The Obama administration announced a major immigration reform initiative in 2014, stating that it would refrain from taking deportation action against undocumented immigrants who were parents of U.S. citizens or lawful permanent residents ("LPRs"). The Obama administration justified its immigration initiative upon its authority to exercise executive nonenforcement discretion. (1) In immigration and other contexts, the Take Care Clause, stating that the President "shall take Care that the Laws be faithfully executed," (2) has been treated as a source of the President's power to defer the enforcement of the law. (3)

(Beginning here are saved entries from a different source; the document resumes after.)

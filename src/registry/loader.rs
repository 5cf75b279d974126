//! Input loading from disk.
//!
//! The only fallible surface of the crate: everything inside the derivation
//! recovers locally, but unreadable or unparsable input files abort the run.

use std::fs;
use std::path::Path;

use thiserror::Error;

use crate::placement::PlacementRecord;
use crate::registry::snapshot::RegistrySnapshot;

/// Error type for input loading.
#[derive(Debug, Error)]
pub enum LoadError {
    /// File could not be read.
    #[error("IO error reading {path}: {source}")]
    Io {
        path: String,
        #[source]
        source: std::io::Error,
    },

    /// File contents did not parse as the expected structure.
    #[error("Parse error in {path}: {source}")]
    Parse {
        path: String,
        #[source]
        source: serde_json::Error,
    },
}

/// Load a registry snapshot from a JSON file.
pub fn load_registry(path: &Path) -> Result<RegistrySnapshot, LoadError> {
    load_json(path)
}

/// Load placement records from a JSON file. Records are expected pre-sorted
/// by ordering key ascending, as documented on [`PlacementRecord`].
pub fn load_placements(path: &Path) -> Result<Vec<PlacementRecord>, LoadError> {
    load_json(path)
}

fn load_json<T: serde::de::DeserializeOwned>(path: &Path) -> Result<T, LoadError> {
    let content = fs::read_to_string(path).map_err(|source| LoadError::Io {
        path: path.display().to_string(),
        source,
    })?;
    serde_json::from_str(&content).map_err(|source| LoadError::Parse {
        path: path.display().to_string(),
        source,
    })
}
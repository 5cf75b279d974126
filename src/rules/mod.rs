//! Rule derivation subsystem.
//!
//! # Data Flow
//! ```text
//! RegistrySnapshot + PlacementRecords + SchemaLoader
//!     → engine.rs pass 1: which (extension, plugin) pairs are routable
//!     → engine.rs pass 2: per routable controller/action
//!         segment.rs (controller/action/argument segment definitions)
//!         placement (page ids aliasing the identity)
//!     → table.rs (RuleTable: identity-keyed definitions + page aliases)
//! ```
//!
//! # Design Decisions
//! - Derivation never mutates its inputs; the table is built once
//! - Fail open: malformed metadata skips one controller/action, never the
//!   whole batch

pub mod engine;
pub mod segment;
pub mod table;

pub use engine::RuleDerivationEngine;
pub use segment::{ConversionMethod, SegmentDefinition, SegmentParameters};
pub use table::{FixedPostVar, RuleTable};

Exercising broad discretion not to enforce the law is a tempting solution for the President to exert significant authority without turning to Congress. In effect, the President can transform the reach of congressional laws to achieve substantive policy goals. (4) Pertaining to immigration, Congress enacted the Immigration and Nationality Act of 1952, stating that people who enter the country illegally will be subject to deportation. (5) Yet in the past several years, the Department of Homeland Security announced two programs--Deferred Action for Childhood Arrivals ("DACA") and Deferred Action for Parents of Americans and Lawful Permanent Residents ("DAPA")--under the premise of prosecutorial discretion to justify not enforcing deportation statutes against certain undocumented immigrants. (6) DACA deferred deportation for individuals who came to the United States as children yet never obtained citizenship or lawful status. (7) DAPA proposed to defer deportation for parents of U.S. citizens or LPRs who had no bridge to a lawful status in the country. (8)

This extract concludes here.